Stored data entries
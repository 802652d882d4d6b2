use anyhow::Context;
use chrono::{Duration, Utc};
use sqlx::{PgPool, Row};
use tracing::{debug, info};
use uuid::Uuid;

use crate::catalog::GradebookSnapshot;
use crate::models::{Assignment, Category, Member, OverrideRecord, ScoreRecord};

pub async fn init_db(pool: &PgPool) -> anyhow::Result<()> {
    sqlx::migrate!("./migrations").run(pool).await?;
    Ok(())
}

pub async fn seed(pool: &PgPool) -> anyhow::Result<()> {
    let courses = vec![
        ("HIST-1F90", "The Medieval World", 1),
        ("ECON-2P30", "Intermediate Macroeconomics", 3),
    ];

    for (id, title, category_type) in courses {
        sqlx::query(
            r#"
            INSERT INTO course_grades.courses (id, title, category_type)
            VALUES ($1, $2, $3)
            ON CONFLICT (id) DO UPDATE
            SET title = EXCLUDED.title, category_type = EXCLUDED.category_type
            "#,
        )
        .bind(id)
        .bind(title)
        .bind(category_type)
        .execute(pool)
        .await?;
    }

    // (id, course, name, weight, drop_lowest, drop_highest, keep_highest)
    let categories = vec![
        (101_i64, "ECON-2P30", "Quizzes", Some(0.3), true, false, false),
        (102, "ECON-2P30", "Midterm", Some(0.3), false, false, false),
        (103, "ECON-2P30", "Final Exam", Some(0.4), false, false, false),
    ];

    for (id, course_id, name, weight, drop_lowest, drop_highest, keep_highest) in categories {
        sqlx::query(
            r#"
            INSERT INTO course_grades.categories
            (id, course_id, name, weight, drop_lowest, drop_highest, keep_highest)
            VALUES ($1, $2, $3, $4, $5, $6, $7)
            ON CONFLICT (id) DO UPDATE
            SET name = EXCLUDED.name, weight = EXCLUDED.weight,
                drop_lowest = EXCLUDED.drop_lowest, drop_highest = EXCLUDED.drop_highest,
                keep_highest = EXCLUDED.keep_highest
            "#,
        )
        .bind(id)
        .bind(course_id)
        .bind(name)
        .bind(weight)
        .bind(drop_lowest)
        .bind(drop_highest)
        .bind(keep_highest)
        .execute(pool)
        .await?;
    }

    // (id, course, name, points possible, category)
    let assignments = vec![
        (1001_i64, "HIST-1F90", "Map exercise", 20.0, None),
        (1002, "HIST-1F90", "Primary source essay", 50.0, None),
        (1003, "HIST-1F90", "Final paper", 100.0, None),
        (2001, "ECON-2P30", "Quiz 1", 10.0, Some(101_i64)),
        (2002, "ECON-2P30", "Quiz 2", 10.0, Some(101)),
        (2003, "ECON-2P30", "Quiz 3", 10.0, Some(101)),
        (2004, "ECON-2P30", "Midterm", 60.0, Some(102)),
        (2005, "ECON-2P30", "Final exam", 100.0, Some(103)),
    ];

    for (position, (id, course_id, name, points_possible, category_id)) in
        assignments.into_iter().enumerate()
    {
        sqlx::query(
            r#"
            INSERT INTO course_grades.assignments
            (id, course_id, name, points_possible, category_id, position)
            VALUES ($1, $2, $3, $4, $5, $6)
            ON CONFLICT (id) DO UPDATE
            SET name = EXCLUDED.name, points_possible = EXCLUDED.points_possible,
                category_id = EXCLUDED.category_id, position = EXCLUDED.position
            "#,
        )
        .bind(id)
        .bind(course_id)
        .bind(name)
        .bind(points_possible)
        .bind(category_id)
        .bind(position as i32)
        .execute(pool)
        .await?;
    }

    let joined = Utc::now() - Duration::days(45);
    let members = vec![
        ("3d7f5d6f", "avery.lee", "Student"),
        ("0c22f1f1", "jules.moreno", "Student"),
        ("d5a0a1a2", "kiara.patel", "Student"),
        ("9b1c77e0", "dr.okafor", "Instructor"),
    ];

    for course_id in ["HIST-1F90", "ECON-2P30"] {
        for (offset, (student_id, display_id, role)) in members.iter().enumerate() {
            sqlx::query(
                r#"
                INSERT INTO course_grades.members
                (course_id, student_id, display_id, role, joined_at)
                VALUES ($1, $2, $3, $4, $5)
                ON CONFLICT (course_id, student_id) DO UPDATE
                SET display_id = EXCLUDED.display_id, role = EXCLUDED.role
                "#,
            )
            .bind(course_id)
            .bind(*student_id)
            .bind(*display_id)
            .bind(*role)
            .bind(joined + Duration::minutes(offset as i64))
            .execute(pool)
            .await?;
        }
    }

    let scores = vec![
        (1001_i64, "3d7f5d6f", "18"),
        (1002, "3d7f5d6f", "41"),
        (1003, "3d7f5d6f", ""),
        (1001, "0c22f1f1", "15"),
        (1002, "0c22f1f1", "37.5"),
        (1003, "0c22f1f1", "72"),
        (1001, "d5a0a1a2", "20"),
        (2001, "3d7f5d6f", "7"),
        (2002, "3d7f5d6f", "9"),
        (2003, "3d7f5d6f", "5"),
        (2004, "3d7f5d6f", "48"),
        (2005, "3d7f5d6f", "81"),
        (2001, "0c22f1f1", "10"),
        (2002, "0c22f1f1", "8"),
        (2004, "0c22f1f1", "39"),
        (2001, "d5a0a1a2", "6"),
        (2002, "d5a0a1a2", "6"),
        (2003, "d5a0a1a2", "8"),
        (2004, "d5a0a1a2", "51"),
        (2005, "d5a0a1a2", "64.5"),
    ];

    for (assignment_id, student_id, raw_score) in scores {
        upsert_score(pool, assignment_id, student_id, Some(raw_score)).await?;
    }

    sqlx::query(
        r#"
        INSERT INTO course_grades.grade_overrides (course_id, student_id, percentage)
        VALUES ($1, $2, $3)
        ON CONFLICT (course_id, student_id) DO UPDATE SET percentage = EXCLUDED.percentage
        "#,
    )
    .bind("HIST-1F90")
    .bind("d5a0a1a2")
    .bind(77.0_f64)
    .execute(pool)
    .await?;

    Ok(())
}

async fn upsert_score(
    pool: &PgPool,
    assignment_id: i64,
    student_id: &str,
    raw_score: Option<&str>,
) -> anyhow::Result<u64> {
    let result = sqlx::query(
        r#"
        INSERT INTO course_grades.scores (id, assignment_id, student_id, raw_score, recorded_at)
        VALUES ($1, $2, $3, $4, $5)
        ON CONFLICT (assignment_id, student_id) DO UPDATE
        SET raw_score = EXCLUDED.raw_score, recorded_at = EXCLUDED.recorded_at
        "#,
    )
    .bind(Uuid::new_v4())
    .bind(assignment_id)
    .bind(student_id)
    .bind(raw_score)
    .bind(Utc::now())
    .execute(pool)
    .await?;

    Ok(result.rows_affected())
}

pub async fn import_csv(pool: &PgPool, csv_path: &std::path::Path) -> anyhow::Result<usize> {
    #[derive(serde::Deserialize)]
    struct CsvRow {
        assignment_id: i64,
        student_id: String,
        score: Option<String>,
    }

    let mut reader = csv::Reader::from_path(csv_path)?;
    let mut imported = 0usize;

    for (line, result) in reader.deserialize::<CsvRow>().enumerate() {
        let row = result.with_context(|| format!("invalid score row {}", line + 1))?;
        let affected =
            upsert_score(pool, row.assignment_id, &row.student_id, row.score.as_deref()).await?;

        if affected > 0 {
            imported += 1;
        }
    }

    info!(path = %csv_path.display(), imported, "imported scores");
    Ok(imported)
}

pub async fn load_snapshot(pool: &PgPool, course_id: &str) -> anyhow::Result<GradebookSnapshot> {
    let course = sqlx::query(
        "SELECT id, title, category_type FROM course_grades.courses WHERE id = $1",
    )
    .bind(course_id)
    .fetch_optional(pool)
    .await?
    .with_context(|| format!("course {course_id} not found"))?;

    let assignments = sqlx::query(
        "SELECT id, name, points_possible, category_id, counted, removed \
         FROM course_grades.assignments \
         WHERE course_id = $1 AND counted AND NOT removed \
         ORDER BY position, id",
    )
    .bind(course_id)
    .fetch_all(pool)
    .await?
    .into_iter()
    .map(|row| Assignment {
        id: row.get("id"),
        name: row.get("name"),
        points_possible: row.get("points_possible"),
        category_id: row.get("category_id"),
        counted: row.get("counted"),
        removed: row.get("removed"),
    })
    .collect::<Vec<_>>();

    let categories = sqlx::query(
        "SELECT id, name, weight, drop_lowest, drop_highest, keep_highest \
         FROM course_grades.categories WHERE course_id = $1 ORDER BY id",
    )
    .bind(course_id)
    .fetch_all(pool)
    .await?
    .into_iter()
    .map(|row| Category {
        id: row.get("id"),
        name: row.get("name"),
        weight: row.get("weight"),
        drop_lowest: row.get("drop_lowest"),
        drop_highest: row.get("drop_highest"),
        keep_highest: row.get("keep_highest"),
    })
    .collect::<Vec<_>>();

    let members = sqlx::query(
        "SELECT student_id, display_id, role, active \
         FROM course_grades.members WHERE course_id = $1 ORDER BY joined_at, student_id",
    )
    .bind(course_id)
    .fetch_all(pool)
    .await?
    .into_iter()
    .map(|row| Member {
        student_id: row.get("student_id"),
        display_id: row.get("display_id"),
        role: row.get("role"),
        active: row.get("active"),
    })
    .collect::<Vec<_>>();

    let scores = sqlx::query(
        "SELECT s.assignment_id, s.student_id, s.raw_score \
         FROM course_grades.scores s \
         JOIN course_grades.assignments a ON a.id = s.assignment_id \
         WHERE a.course_id = $1",
    )
    .bind(course_id)
    .fetch_all(pool)
    .await?
    .into_iter()
    .map(|row| ScoreRecord {
        assignment_id: row.get("assignment_id"),
        student_id: row.get("student_id"),
        raw_score: row.get("raw_score"),
    })
    .collect::<Vec<_>>();

    let overrides = sqlx::query(
        "SELECT student_id, percentage FROM course_grades.grade_overrides WHERE course_id = $1",
    )
    .bind(course_id)
    .fetch_all(pool)
    .await?
    .into_iter()
    .map(|row| OverrideRecord {
        student_id: row.get("student_id"),
        percentage: row.get("percentage"),
    })
    .collect::<Vec<_>>();

    debug!(
        course_id,
        assignments = assignments.len(),
        members = members.len(),
        scores = scores.len(),
        "loaded gradebook snapshot"
    );

    Ok(GradebookSnapshot {
        course_id: course.get("id"),
        title: course.get("title"),
        category_type: course.get("category_type"),
        assignments,
        categories,
        members,
        scores,
        overrides,
    })
}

- _Task item_
Report each line of the data that includes the string "None".

- _Your response_
        (1001_i64, "HIST-1F90", "Map exercise", 20.0, None),
        (1002, "HIST-1F90", "Primary source essay", 50.0, None),
        (1003, "HIST-1F90", "Final paper", 100.0, None),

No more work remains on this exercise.